Fórum - A senhora tentou argumentar contra isso, conversar com outros acadêmicos, com gente do PT a respeito de suas posições contra esse modelo de transição?

Marilena - Fizemos reuniões de intelectuais com o Paulo Vanuchi, fizemos uma primeira reunião lá no Banco do Brasil, com o Lula, Palocci, todos. E houve uma longuíssima arenga do Palocci, do Zé Dirceu etc., explicando porque seria daquele jeito. Um grupo, do qual faziam parte o Chico de Oliveira e o Fabio Konder Comparato, disse então tchau e bênção. Outro grupo se mortificou, comeu as unhas e foi para casa. E alguns, como eu, ficaram lá para ser saco de pancadas do país. Para poder justificar ao país o injustificável, viramos saco de pancadas. Mas à época, pensava o seguinte: é por um desejo infantilmente esquerdista que não quero que seja assim. Preciso ser racional, realista, e entender os limites que a realidade impõe ao nosso desejo...

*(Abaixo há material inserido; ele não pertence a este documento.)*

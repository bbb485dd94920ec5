//! Event Publisher Adapters
//!
//! - **InMemoryEventBus** - Captures events for test assertions
//! - **TracingEventPublisher** - Writes each event to the audit log

mod in_memory;
mod tracing_publisher;

pub use in_memory::InMemoryEventBus;
pub use tracing_publisher::TracingEventPublisher;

Fórum - O argumento a favor do caminho de uma transição era convincente ?

Marilena - Sim, era uma coisinha depois da outra. Tudo o que eles explicavam tinha uma certa lógica, um caminho. Houve momentos em que havia até cronograma. Coisas como, no mês tal será assim, no outro assado e nós ficamos completamente convencidos de que o cronograma tinha sentido (risos). A sorte do Lula é que ele tinha um outro conjunto de ministros e de quadros no setor social fazendo, dentro dos limites que a estrutura estatal permite, uma mudança profunda.

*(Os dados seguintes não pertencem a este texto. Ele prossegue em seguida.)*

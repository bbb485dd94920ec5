//! Storage Adapters
//!
//! Implementations of the DocumentStore port.
//!
//! ## Available Adapters
//!
//! - **FileDocumentStore** - Stores the document as one JSON file on disk
//! - **InMemoryDocumentStore** - Keeps the document in memory (testing/development)
//!
//! ## Usage
//!
//! ```ignore
//! use adapters::storage::{FileDocumentStore, InMemoryDocumentStore};
//!
//! // Production: one JSON file
//! let store = FileDocumentStore::new("./data/campus_life_data.json");
//!
//! // Testing: in-memory storage
//! let store = InMemoryDocumentStore::new();
//! ```

mod file_document_store;
mod in_memory_document_store;

pub use file_document_store::FileDocumentStore;
pub use in_memory_document_store::InMemoryDocumentStore;
//! Access module - who may do what.

mod actor;
mod policy;

pub use actor::Actor;
pub use policy::{authorize, ClubFacts, Operation, Resource};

Fórum - Dentro desse contexto, como a senhora explica o PSDB? Qual a seu ver é o projeto político-partidário deles?

Marilena - É preciso levar em conta que o PSDB nasce contra o quercismo. Sai de dentro do PMDB contra o Quércia e com um discurso moralista, mas, na prática, a saída teve a ver com o fato de o grupo que o organizou ter perdido poder no PMDB. Ou seja, o Quércia tinha ganho a parada e esse grupo resolveu sair. A saída também precisa ser entendida a partir da mesma lógica da não-entrada desse grupo no PT. Por que esse grupo não entrou no PT? Ouvi deles que não iam entrar porque não aceitavam ser conduzidos por um macacão azul. É literal. Diziam não vamos ser conduzidos por um macacão azul. A criação do PSDB se dá por falta de alternativa. E por que decidem se assumir como social-democratas? Também é preciso levar em conta o que tinha acontecido com a social-democracia que os levou a se denominar assim. A social-democracia era o new labor e a Terceira Via, portanto um compromisso claro com a política neoliberal. A aliança que se deu com o PFL, embora deva ser explicada a partir de todos os defeitos que é o horror da nossa estrutura partidária e a forma da representação que temos, não é gratuita. Foi a escolha de um aliado que não tem programa. O programa do PFL é manter as coisas como estão para ver como é que fica, ele tem como meta a manutenção do poder que vem desde o período colonial. Por isso, insisto, essa aliança não foi casual. Foi a aliança da ausência de programa e projeto de um grupo que tinha por objetivo a permanência de certas formas de poder econômico e político, com o programa da Terceira Via, que é perfeitamente compatível com a hegemonia neoliberal e com a perspectiva oligárquica do PFL.